No início do ano, o Supremo Tribunal Federal (STF) descriminalizou o aborto de fetos anencéfalos, que não têm parte ou a totalidade do cérebro ou da caixa craniana. A decisão motivou a Federação Brasileira de Ginecologia e Obstetrícia (Febrasgo) a lançar duas cartilhas – uma para médicos e outra para mulheres – sobre como evitar esse problema na gravidez.
A recomendação dos médicos, que segue parâmetros internacionais, é que toda mulher que planeje engravidar tome um suplemento de ácido fólico, também conhecido como vitamina B9, encontrado em farmácias e fornecido pelo Sistema Único de Saúde (SUS). A dose deve ser de 400 microgramas diárias iniciada um mês antes da concepção e continuada durante os três primeiros meses da gestação.
A vitamina auxilia na replicação correta do DNA, evitando a ocorrência de erros na formação do tubo neural, estrutura que dá origem ao cérebro, à medula e à caixa craniana.
Além da anencefalia – que tem por consequência a morte do feto em todos os casos –, a suplementação pode evitar deformidades como a espinha bífida, em que a coluna vertebral não se fecha por completo e deixa a medula exposta, provocando, muitas vezes, a paralisia das pernas.
O médico obstetra Eduardo Fonseca, um dos autores das cartilhas e presidente da Comissão Nacional Especializada em Medicina Fetal, explica que não adianta começar a tomar ácido fólico depois da concepção. Isso porque o momento crucial de formação do tubo neural acontece na fase inicial da gestação, entre o 17º e o 30º dia após a fecundação.
O ácido fólico é encontrado naturalmente no milho, no feijão, em folhas escuras, no fígado, na gema do ovo e na laranja. Além disso, está presente na farinha de trigo que, por lei brasileira, é enriquecida com a vitamina. Cada 50 gramas de farinha contêm 150 microgramas de ácido fólico. “O ideal é planejar a gravidez”, reforça. “Geralmente, a mulher percebe que está grávida depois de um dia ou dois de menstruação atrasada.

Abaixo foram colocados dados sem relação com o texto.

//! Digital line capability, implemented once per board.
//!
//! The protocol core never knows what a line physically is - a Raspberry Pi
//! GPIO, an RP2040 pin, or a simulated wire in a test.  It only needs the four
//! operations of the [`Line`] trait.
//!
//! Most lines in this protocol are active-low (handshakes, chip selects), some
//! are active-high (the target's interrupt line).  [`Signal`] wraps a [`Line`]
//! with its [`Polarity`] so that callers `assert()` and `deassert()` a signal
//! rather than remembering which level means what.

// Copyright (C) 2025 Piers Finlayson <piers@piers.rocks>
//
// MIT License

use crate::{Error, Result};

/// Line direction, from the host's point of view.
#[derive(Debug, Clone, Copy, PartialEq, Eq)]
pub enum Direction {
    Input,
    Output,
}

/// Electrical level of a line.
#[derive(Debug, Clone, Copy, PartialEq, Eq)]
pub enum Level {
    Low,
    High,
}

impl Level {
    /// Level representing a single data bit.
    pub const fn from_bit(bit: bool) -> Self {
        if bit { Level::High } else { Level::Low }
    }

    pub const fn is_high(self) -> bool {
        matches!(self, Level::High)
    }
}

/// Which level means "active" for a signal.
#[derive(Debug, Clone, Copy, PartialEq, Eq)]
pub enum Polarity {
    ActiveHigh,
    ActiveLow,
}

impl Polarity {
    pub const fn active(self) -> Level {
        match self {
            Polarity::ActiveHigh => Level::High,
            Polarity::ActiveLow => Level::Low,
        }
    }

    pub const fn inactive(self) -> Level {
        match self {
            Polarity::ActiveHigh => Level::Low,
            Polarity::ActiveLow => Level::High,
        }
    }

    /// The edge seen when a signal of this polarity becomes active.
    pub const fn activating_edge(self) -> Edge {
        match self {
            Polarity::ActiveHigh => Edge::Rising,
            Polarity::ActiveLow => Edge::Falling,
        }
    }
}

/// Edge kind for edge detection.
#[derive(Debug, Clone, Copy, PartialEq, Eq)]
pub enum Edge {
    Rising,
    Falling,
    Both,
}

/// Capability interface for a single digital line.
///
/// Edge detection is latched: after [`Line::on_edge()`] the implementation
/// must record every matching edge, however short the pulse, until it is
/// collected with [`Line::edge_detected()`].  Strobe pulses from the target's
/// PIA can be well under a microsecond, so polling [`Line::get()`] is not a
/// substitute.  On Linux this maps naturally onto GPIO character device
/// events, on microcontrollers onto a pin interrupt or PIO state machine
/// setting a flag.
pub trait Line {
    /// The error type returned by line operations.
    type Error: core::fmt::Debug;

    /// Set the line's direction.
    fn configure(&mut self, direction: Direction) -> core::result::Result<(), Self::Error>;

    /// Drive the line, if configured as an output.
    fn set(&mut self, level: Level) -> core::result::Result<(), Self::Error>;

    /// Sample the line's current level.
    fn get(&mut self) -> core::result::Result<Level, Self::Error>;

    /// Subscribe to edges of the given kind.  Replaces any previous
    /// subscription and clears the latch.
    fn on_edge(&mut self, edge: Edge) -> core::result::Result<(), Self::Error>;

    /// Returns whether a subscribed edge has occurred since the last call,
    /// clearing the latch.
    fn edge_detected(&mut self) -> core::result::Result<bool, Self::Error>;
}

// Maps board errors onto the crate error, logging the original.
pub(crate) fn line_err<E: core::fmt::Debug>(e: E) -> Error {
    log::error!("Line error: {e:?}");
    Error::Line
}

/// A [`Line`] with a known polarity and role.
pub struct Signal<L: Line> {
    line: L,
    polarity: Polarity,
}

impl<L: Line> Signal<L> {
    pub fn new(line: L, polarity: Polarity) -> Self {
        Self { line, polarity }
    }

    /// Active-low signal - handshakes and chip selects.
    pub fn active_low(line: L) -> Self {
        Self::new(line, Polarity::ActiveLow)
    }

    /// Active-high signal - e.g. the target's NMI.
    pub fn active_high(line: L) -> Self {
        Self::new(line, Polarity::ActiveHigh)
    }

    pub fn polarity(&self) -> Polarity {
        self.polarity
    }

    /// Configure as an output, starting inactive.
    ///
    /// The level is written before the direction changes so that the line
    /// never glitches active while being set up.
    pub fn init_output(&mut self) -> Result<()> {
        self.line.set(self.polarity.inactive()).map_err(line_err)?;
        self.line.configure(Direction::Output).map_err(line_err)
    }

    /// Configure as an input.
    pub fn init_input(&mut self) -> Result<()> {
        self.line.configure(Direction::Input).map_err(line_err)
    }

    pub fn assert(&mut self) -> Result<()> {
        self.line.set(self.polarity.active()).map_err(line_err)
    }

    pub fn deassert(&mut self) -> Result<()> {
        self.line.set(self.polarity.inactive()).map_err(line_err)
    }

    pub fn is_active(&mut self) -> Result<bool> {
        Ok(self.line.get().map_err(line_err)? == self.polarity.active())
    }

    /// Subscribe to this signal becoming active.
    pub fn listen(&mut self) -> Result<()> {
        self.line
            .on_edge(self.polarity.activating_edge())
            .map_err(line_err)
    }

    /// Whether the signal has become active since the last call.
    pub fn activated(&mut self) -> Result<bool> {
        self.line.edge_detected().map_err(line_err)
    }
}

A essa altura, o feto já passou pela fase do fechamento do tubo neural.”
Mas Fonseca alerta que a quantidade presente nesses alimentos não é absorvida pelo organismo na dose necessária para gestantes e aponta que a melhor estratégia para quem quer engravidar é unir uma dieta rica na vitamina à suplementação.
“A fortificação da farinha ajuda quem engravida sem planejamento, diminuindo de 30% a 35% o risco de má formação do tubo neural do feto, mas a suplementação reduz de 72% a 85% o risco, por isso é mais seguro planejar a gravidez e usar os dois recursos”, diz.
Atenção para a dose
Como qualquer substância, o ácido fólico em excesso pode fazer mal. Existem estudos que ligam a superdosagem da vitamina ao desenvolvimento de câncer de mama na mãe e baixo peso pós-nascimento e asma nos filhos.
De acordo com a cartilha e com a Organização Mundial de Saúde (OMS), o limite máximo aceitável para a ingestão da vitamina é de mil microgramas por dia – quantidade que dificilmente é ultrapassada com a junção da suplementação de 400 microgramas com o ácido fólico proveniente da alimentação.
A exceção dessa regra vale para as gestações de alto risco. Quando a mãe já teve um filho com má formação do tubo neural ou tem doenças que requerem o uso de anticonvulsivos, como é o caso da epilepsia, a dose recomendada é 10 vezes maior, ou seja, de quatro miligramas por dia.
“Fora esses casos, não há motivo para tomar mais do que o recomendado”, reforça Fonseca. “É preciso ter cuidado, não é por que é vitamina que é bom e tem que tomar muito.”
Três milhões de exemplares da cartilha para médicos e pacientes já estão sendo distribuídos para os profissionais associados à Febrasgo. A instituição pretende ainda encaminhar cópias do material para serem replicadas pelas secretarias estaduais de saúde de todo país.